ASSIGNMENT
The expected output is the data below, restated word for word.

[Opening RECORDS FOR PROCESSING section]

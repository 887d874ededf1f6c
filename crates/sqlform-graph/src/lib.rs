//! Object-graph engine for SQLForm Rust.
//!
//! Three operations over entity graphs, all driven by the cached descriptors
//! of `sqlform-meta`:
//!
//! - [`serialize`]: entity to `serde_json::Value`, traversing only the
//!   relationships named by [`RelationSpec`]s; each traversal spends its
//!   spec, so cyclic graphs terminate.
//! - [`deserialize`]: JSON (one object or an array) to shared instances,
//!   with a per-call identity map so repeated primary keys resolve to the
//!   same `Rc`, plus foreign-key backfill for to-one relationships.
//! - [`clone_entity`]: a new unpersisted copy that never carries primary-key
//!   or foreign-key columns, cloning relationships only on [`CloneSpec`]
//!   request.

pub mod clone;
pub mod deserialize;
pub mod serialize;

pub use clone::{CloneSpec, clone_entity};
pub use deserialize::deserialize;
pub use serialize::{RelationSpec, serialize};
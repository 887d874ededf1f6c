//! Identity keys.
//!
//! An identity key is the `(class, primary key values)` pair that names one
//! persisted row. Deserialization uses it to share one instance across
//! repeated references; serialization and cloning use it to know which
//! columns never copy.

use std::fmt;

use sqlform_core::mapper::EntityKey;
use sqlform_core::value::Value;

/// Identity of one persisted instance.
///
/// Values are ordered by the class's primary key column order, so two keys
/// for the same row always compare equal.
#[derive(Debug, Clone, PartialEq, Eq, Hash)]
pub struct IdentityKey {
    class: EntityKey,
    values: Vec<Value>,
}

impl IdentityKey {
    /// Build a key from a class token and ordered primary key values.
    pub fn new(class: EntityKey, values: Vec<Value>) -> Self {
        Self { class, values }
    }

    /// The class token.
    #[must_use]
    pub fn class(&self) -> &EntityKey {
        &self.class
    }

    /// The ordered primary key values.
    #[must_use]
    pub fn values(&self) -> &[Value] {
        &self.values
    }
}

impl fmt::Display for IdentityKey {
    fn fmt(&self, f: &mut fmt::Formatter<'_>) -> fmt::Result {
        write!(f, "{}(", self.class)?;
        for (i, value) in self.values.iter().enumerate() {
            if i > 0 {
                write!(f, ", ")?;
            }
            write!(f, "{value}")?;
        }
        write!(f, ")")
    }
}

/// Primary key values of one instance, shaped by key cardinality.
///
/// Callers must match; a composite key is never silently flattened into a
/// scalar.
#[derive(Debug, Clone, PartialEq, Eq, Hash)]
pub enum PrimaryKey {
    /// Single-column key.
    Scalar(Value),
    /// Multi-column key, in primary key column order.
    Composite(Vec<Value>),
}

impl PrimaryKey {
    /// Shape ordered key values by cardinality.
    #[must_use]
    pub fn from_values(mut values: Vec<Value>) -> Self {
        if values.len() == 1 {
            PrimaryKey::Scalar(values.remove(0))
        } else {
            PrimaryKey::Composite(values)
        }
    }

    /// The single value when this is a scalar key.
    #[must_use]
    pub fn as_scalar(&self) -> Option<&Value> {
        match self {
            PrimaryKey::Scalar(value) => Some(value),
            PrimaryKey::Composite(_) => None,
        }
    }

    /// The ordered values regardless of shape.
    #[must_use]
    pub fn into_values(self) -> Vec<Value> {
        match self {
            PrimaryKey::Scalar(value) => vec![value],
            PrimaryKey::Composite(values) => values,
        }
    }
}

[Closing RECORDS FOR PROCESSING section]

SOLUTION BELOW
repository 887d874ededf1f6c
filename crates/sqlform-graph/src/lib.rs
//! Object-graph engine for SQLForm Rust.
//!
//! Three operations over entity graphs, all driven by the cached descriptors
//! of `sqlform-meta`:
//!
//! - [`serialize`]: entity to `serde_json::Value`, traversing only the
//!   relationships named by [`RelationSpec`]s; each traversal spends its
//!   spec, so cyclic graphs terminate.
//! - [`deserialize`]: JSON (one object or an array) to shared instances,
//!   with a per-call identity map so repeated primary keys resolve to the
//!   same `Rc`, plus foreign-key backfill for to-one relationships.
//! - [`clone_entity`]: a new unpersisted copy that never carries primary-key
//!   or foreign-key columns, cloning relationships only on [`CloneSpec`]
//!   request.

pub mod clone;
pub mod deserialize;
pub mod serialize;

pub use clone::{CloneSpec, clone_entity};
pub use deserialize::deserialize;
pub use serialize::{RelationSpec, serialize};
repository 887d874ededf1f6c
//! Identity keys.
//!
//! An identity key is the `(class, primary key values)` pair that names one
//! persisted row. Deserialization uses it to share one instance across
//! repeated references; serialization and cloning use it to know which
//! columns never copy.

use std::fmt;

use sqlform_core::mapper::EntityKey;
use sqlform_core::value::Value;

/// Identity of one persisted instance.
///
/// Values are ordered by the class's primary key column order, so two keys
/// for the same row always compare equal.
#[derive(Debug, Clone, PartialEq, Eq, Hash)]
pub struct IdentityKey {
    class: EntityKey,
    values: Vec<Value>,
}

impl IdentityKey {
    /// Build a key from a class token and ordered primary key values.
    pub fn new(class: EntityKey, values: Vec<Value>) -> Self {
        Self { class, values }
    }

    /// The class token.
    #[must_use]
    pub fn class(&self) -> &EntityKey {
        &self.class
    }

    /// The ordered primary key values.
    #[must_use]
    pub fn values(&self) -> &[Value] {
        &self.values
    }
}

impl fmt::Display for IdentityKey {
    fn fmt(&self, f: &mut fmt::Formatter<'_>) -> fmt::Result {
        write!(f, "{}(", self.class)?;
        for (i, value) in self.values.iter().enumerate() {
            if i > 0 {
                write!(f, ", ")?;
            }
            write!(f, "{value}")?;
        }
        write!(f, ")")
    }
}

/// Primary key values of one instance, shaped by key cardinality.
///
/// Callers must match; a composite key is never silently flattened into a
/// scalar.
#[derive(Debug, Clone, PartialEq, Eq, Hash)]
pub enum PrimaryKey {
    /// Single-column key.
    Scalar(Value),
    /// Multi-column key, in primary key column order.
    Composite(Vec<Value>),
}

impl PrimaryKey {
    /// Shape ordered key values by cardinality.
    #[must_use]
    pub fn from_values(mut values: Vec<Value>) -> Self {
        if values.len() == 1 {
            PrimaryKey::Scalar(values.remove(0))
        } else {
            PrimaryKey::Composite(values)
        }
    }

    /// The single value when this is a scalar key.
    #[must_use]
    pub fn as_scalar(&self) -> Option<&Value> {
        match self {
            PrimaryKey::Scalar(value) => Some(value),
            PrimaryKey::Composite(_) => None,
        }
    }

    /// The ordered values regardless of shape.
    #[must_use]
    pub fn into_values(self) -> Vec<Value> {
        match self {
            PrimaryKey::Scalar(value) => vec![value],
            PrimaryKey::Composite(values) => values,
        }
    }
}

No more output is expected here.